§ ACTIVITY: Here is a set of records. Copy them all exactly.

- - - -

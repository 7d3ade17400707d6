//! The configuration document
//!
//! Field names follow the on-disk YAML (camelCase). Every field is optional in
//! the document: a missing value decodes as empty and is only meaningful once
//! something tries to render or provision from it.

use serde::de::{self, Deserializer};
use serde::{Deserialize, Serialize};

/// Listener host used when the document leaves `server.host` empty
pub const DEFAULT_HOST: &str = "0.0.0.0";

/// Listener port used when the document leaves `server.port` unset
pub const DEFAULT_PORT: u16 = 5055;

/// Setup phase of the cluster, as tracked by the UI
#[derive(Debug, Clone, Copy, PartialEq, Eq, Serialize, Deserialize)]
#[serde(rename_all = "lowercase")]
pub enum Phase {
    Setup,
    Infrastructure,
    Cluster,
    Apps,
}

impl Phase {
    const NAMES: &'static [&'static str] = &["setup", "infrastructure", "cluster", "apps"];

    pub fn as_str(&self) -> &'static str {
        match self {
            Phase::Setup => "setup",
            Phase::Infrastructure => "infrastructure",
            Phase::Cluster => "cluster",
            Phase::Apps => "apps",
        }
    }

    fn from_name(name: &str) -> Option<Self> {
        match name {
            "setup" => Some(Phase::Setup),
            "infrastructure" => Some(Phase::Infrastructure),
            "cluster" => Some(Phase::Cluster),
            "apps" => Some(Phase::Apps),
            _ => None,
        }
    }
}

// Blank or null means no phase. Anything else must name a known phase.
fn parse_phase<E: de::Error>(raw: Option<String>) -> Result<Option<Phase>, E> {
    match raw.as_deref().map(str::trim) {
        None | Some("") => Ok(None),
        Some(name) => Phase::from_name(name)
            .map(Some)
            .ok_or_else(|| E::unknown_variant(name, Phase::NAMES)),
    }
}

fn optional_phase<'de, D>(deserializer: D) -> Result<Option<Phase>, D::Error>
where
    D: Deserializer<'de>,
{
    parse_phase(Option::<String>::deserialize(deserializer)?)
}

fn phase_list<'de, D>(deserializer: D) -> Result<Vec<Phase>, D::Error>
where
    D: Deserializer<'de>,
{
    let raw = Option::<Vec<Option<String>>>::deserialize(deserializer)?.unwrap_or_default();
    let mut phases = Vec::with_capacity(raw.len());
    for entry in raw {
        if let Some(phase) = parse_phase(entry)? {
            phases.push(phase);
        }
    }
    Ok(phases)
}

/// Root configuration document
#[derive(Debug, Clone, Default, PartialEq, Eq, Serialize, Deserialize)]
#[serde(default)]
pub struct Config {
    pub wildcloud: WildcloudConfig,
    pub server: ServerConfig,
    pub cloud: CloudConfig,
    pub cluster: ClusterConfig,
}

#[derive(Debug, Clone, Default, PartialEq, Eq, Serialize, Deserialize)]
#[serde(default, rename_all = "camelCase")]
pub struct WildcloudConfig {
    pub repository: String,
    #[serde(skip_serializing_if = "Option::is_none", deserialize_with = "optional_phase")]
    pub current_phase: Option<Phase>,
    #[serde(deserialize_with = "phase_list")]
    pub completed_phases: Vec<Phase>,
}

/// Where the daemon's own HTTP listener binds
#[derive(Debug, Clone, Default, PartialEq, Eq, Serialize, Deserialize)]
#[serde(default)]
pub struct ServerConfig {
    pub port: u16,
    pub host: String,
}

#[derive(Debug, Clone, Default, PartialEq, Eq, Serialize, Deserialize)]
#[serde(default, rename_all = "camelCase")]
pub struct CloudConfig {
    pub domain: String,
    pub internal_domain: String,
    pub dns: HostAddress,
    pub router: HostAddress,
    pub dhcp_range: String,
    pub dnsmasq: DnsmasqSettings,
}

/// A single address nested under its own key (`dns: {ip: ...}`)
#[derive(Debug, Clone, Default, PartialEq, Eq, Serialize, Deserialize)]
#[serde(default)]
pub struct HostAddress {
    pub ip: String,
}

#[derive(Debug, Clone, Default, PartialEq, Eq, Serialize, Deserialize)]
#[serde(default)]
pub struct DnsmasqSettings {
    pub interface: String,
}

#[derive(Debug, Clone, Default, PartialEq, Eq, Serialize, Deserialize)]
#[serde(default, rename_all = "camelCase")]
pub struct ClusterConfig {
    pub endpoint_ip: String,
    pub nodes: NodesConfig,
}

#[derive(Debug, Clone, Default, PartialEq, Eq, Serialize, Deserialize)]
#[serde(default)]
pub struct NodesConfig {
    pub talos: TalosConfig,
}

#[derive(Debug, Clone, Default, PartialEq, Eq, Serialize, Deserialize)]
#[serde(default)]
pub struct TalosConfig {
    pub version: String,
}

impl Config {
    /// A configuration is usable once domain, DNS address and Talos version
    /// are all set. Everything else may still be empty.
    pub fn is_usable(&self) -> bool {
        !self.cloud.domain.is_empty()
            && !self.cloud.dns.ip.is_empty()
            && !self.cluster.nodes.talos.version.is_empty()
    }

    /// Fill in the listener defaults if the document left them unset
    pub fn apply_defaults(&mut self) {
        if self.server.port == 0 {
            self.server.port = DEFAULT_PORT;
        }
        if self.server.host.is_empty() {
            self.server.host = DEFAULT_HOST.to_string();
        }
    }

    /// `host:port` for the HTTP listener
    pub fn listen_addr(&self) -> String {
        let host = if self.server.host.is_empty() {
            DEFAULT_HOST
        } else {
            &self.server.host
        };
        let port = if self.server.port == 0 {
            DEFAULT_PORT
        } else {
            self.server.port
        };
        format!("{}:{}", host, port)
    }

    pub fn domain(&self) -> &str {
        &self.cloud.domain
    }

    pub fn dns_ip(&self) -> &str {
        &self.cloud.dns.ip
    }

    pub fn talos_version(&self) -> &str {
        &self.cluster.nodes.talos.version
    }
}

/// Usability of a configuration that may not exist at all
pub fn is_usable(config: Option<&Config>) -> bool {
    config.map(Config::is_usable).unwrap_or(false)
}
//! Daemon status for the UI

use serde::Serialize;
use std::time::Duration;

/// Body of `GET /api/status`
#[derive(Debug, Clone, Serialize)]
pub struct StatusReport {
    pub status: &'static str,
    pub version: &'static str,
    pub uptime: String,
    /// Unix time in milliseconds
    pub timestamp: i64,
}

impl StatusReport {
    pub fn running(uptime: Duration) -> Self {
        Self {
            status: "running",
            version: env!("CARGO_PKG_VERSION"),
            uptime: format_uptime(uptime),
            timestamp: chrono::Utc::now().timestamp_millis(),
        }
    }
}

/// Render as `1h2m3s`, dropping leading zero units
pub fn format_uptime(uptime: Duration) -> String {
    let secs = uptime.as_secs();
    let (hours, minutes, seconds) = (secs / 3600, (secs % 3600) / 60, secs % 60);

    if hours > 0 {
        format!("{}h{}m{}s", hours, minutes, seconds)
    } else if minutes > 0 {
        format!("{}m{}s", minutes, seconds)
    } else {
        format!("{}s", seconds)
    }
}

- - - -

§ OUTPUT OF THE EXERCISE:
repository 7d3ade17400707d6
//! The configuration document
//!
//! Field names follow the on-disk YAML (camelCase). Every field is optional in
//! the document: a missing value decodes as empty and is only meaningful once
//! something tries to render or provision from it.

use serde::de::{self, Deserializer};
use serde::{Deserialize, Serialize};

/// Listener host used when the document leaves `server.host` empty
pub const DEFAULT_HOST: &str = "0.0.0.0";

/// Listener port used when the document leaves `server.port` unset
pub const DEFAULT_PORT: u16 = 5055;

/// Setup phase of the cluster, as tracked by the UI
#[derive(Debug, Clone, Copy, PartialEq, Eq, Serialize, Deserialize)]
#[serde(rename_all = "lowercase")]
pub enum Phase {
    Setup,
    Infrastructure,
    Cluster,
    Apps,
}

impl Phase {
    const NAMES: &'static [&'static str] = &["setup", "infrastructure", "cluster", "apps"];

    pub fn as_str(&self) -> &'static str {
        match self {
            Phase::Setup => "setup",
            Phase::Infrastructure => "infrastructure",
            Phase::Cluster => "cluster",
            Phase::Apps => "apps",
        }
    }

    fn from_name(name: &str) -> Option<Self> {
        match name {
            "setup" => Some(Phase::Setup),
            "infrastructure" => Some(Phase::Infrastructure),
            "cluster" => Some(Phase::Cluster),
            "apps" => Some(Phase::Apps),
            _ => None,
        }
    }
}

// Blank or null means no phase. Anything else must name a known phase.
fn parse_phase<E: de::Error>(raw: Option<String>) -> Result<Option<Phase>, E> {
    match raw.as_deref().map(str::trim) {
        None | Some("") => Ok(None),
        Some(name) => Phase::from_name(name)
            .map(Some)
            .ok_or_else(|| E::unknown_variant(name, Phase::NAMES)),
    }
}

fn optional_phase<'de, D>(deserializer: D) -> Result<Option<Phase>, D::Error>
where
    D: Deserializer<'de>,
{
    parse_phase(Option::<String>::deserialize(deserializer)?)
}

fn phase_list<'de, D>(deserializer: D) -> Result<Vec<Phase>, D::Error>
where
    D: Deserializer<'de>,
{
    let raw = Option::<Vec<Option<String>>>::deserialize(deserializer)?.unwrap_or_default();
    let mut phases = Vec::with_capacity(raw.len());
    for entry in raw {
        if let Some(phase) = parse_phase(entry)? {
            phases.push(phase);
        }
    }
    Ok(phases)
}

/// Root configuration document
#[derive(Debug, Clone, Default, PartialEq, Eq, Serialize, Deserialize)]
#[serde(default)]
pub struct Config {
    pub wildcloud: WildcloudConfig,
    pub server: ServerConfig,
    pub cloud: CloudConfig,
    pub cluster: ClusterConfig,
}

#[derive(Debug, Clone, Default, PartialEq, Eq, Serialize, Deserialize)]
#[serde(default, rename_all = "camelCase")]
pub struct WildcloudConfig {
    pub repository: String,
    #[serde(skip_serializing_if = "Option::is_none", deserialize_with = "optional_phase")]
    pub current_phase: Option<Phase>,
    #[serde(deserialize_with = "phase_list")]
    pub completed_phases: Vec<Phase>,
}

/// Where the daemon's own HTTP listener binds
#[derive(Debug, Clone, Default, PartialEq, Eq, Serialize, Deserialize)]
#[serde(default)]
pub struct ServerConfig {
    pub port: u16,
    pub host: String,
}

#[derive(Debug, Clone, Default, PartialEq, Eq, Serialize, Deserialize)]
#[serde(default, rename_all = "camelCase")]
pub struct CloudConfig {
    pub domain: String,
    pub internal_domain: String,
    pub dns: HostAddress,
    pub router: HostAddress,
    pub dhcp_range: String,
    pub dnsmasq: DnsmasqSettings,
}

/// A single address nested under its own key (`dns: {ip: ...}`)
#[derive(Debug, Clone, Default, PartialEq, Eq, Serialize, Deserialize)]
#[serde(default)]
pub struct HostAddress {
    pub ip: String,
}

#[derive(Debug, Clone, Default, PartialEq, Eq, Serialize, Deserialize)]
#[serde(default)]
pub struct DnsmasqSettings {
    pub interface: String,
}

#[derive(Debug, Clone, Default, PartialEq, Eq, Serialize, Deserialize)]
#[serde(default, rename_all = "camelCase")]
pub struct ClusterConfig {
    pub endpoint_ip: String,
    pub nodes: NodesConfig,
}

#[derive(Debug, Clone, Default, PartialEq, Eq, Serialize, Deserialize)]
#[serde(default)]
pub struct NodesConfig {
    pub talos: TalosConfig,
}

#[derive(Debug, Clone, Default, PartialEq, Eq, Serialize, Deserialize)]
#[serde(default)]
pub struct TalosConfig {
    pub version: String,
}

impl Config {
    /// A configuration is usable once domain, DNS address and Talos version
    /// are all set. Everything else may still be empty.
    pub fn is_usable(&self) -> bool {
        !self.cloud.domain.is_empty()
            && !self.cloud.dns.ip.is_empty()
            && !self.cluster.nodes.talos.version.is_empty()
    }

    /// Fill in the listener defaults if the document left them unset
    pub fn apply_defaults(&mut self) {
        if self.server.port == 0 {
            self.server.port = DEFAULT_PORT;
        }
        if self.server.host.is_empty() {
            self.server.host = DEFAULT_HOST.to_string();
        }
    }

    /// `host:port` for the HTTP listener
    pub fn listen_addr(&self) -> String {
        let host = if self.server.host.is_empty() {
            DEFAULT_HOST
        } else {
            &self.server.host
        };
        let port = if self.server.port == 0 {
            DEFAULT_PORT
        } else {
            self.server.port
        };
        format!("{}:{}", host, port)
    }

    pub fn domain(&self) -> &str {
        &self.cloud.domain
    }

    pub fn dns_ip(&self) -> &str {
        &self.cloud.dns.ip
    }

    pub fn talos_version(&self) -> &str {
        &self.cluster.nodes.talos.version
    }
}

/// Usability of a configuration that may not exist at all
pub fn is_usable(config: Option<&Config>) -> bool {
    config.map(Config::is_usable).unwrap_or(false)
}
//! Daemon status for the UI

use serde::Serialize;
use std::time::Duration;

/// Body of `GET /api/status`
#[derive(Debug, Clone, Serialize)]
pub struct StatusReport {
    pub status: &'static str,
    pub version: &'static str,
    pub uptime: String,
    /// Unix time in milliseconds
    pub timestamp: i64,
}

impl StatusReport {
    pub fn running(uptime: Duration) -> Self {
        Self {
            status: "running",
            version: env!("CARGO_PKG_VERSION"),
            uptime: format_uptime(uptime),
            timestamp: chrono::Utc::now().timestamp_millis(),
        }
    }
}

/// Render as `1h2m3s`, dropping leading zero units
pub fn format_uptime(uptime: Duration) -> String {
    let secs = uptime.as_secs();
    let (hours, minutes, seconds) = (secs / 3600, (secs % 3600) / 60, secs % 60);

    if hours > 0 {
        format!("{}h{}m{}s", hours, minutes, seconds)
    } else if minutes > 0 {
        format!("{}m{}s", minutes, seconds)
    } else {
        format!("{}s", seconds)
    }
}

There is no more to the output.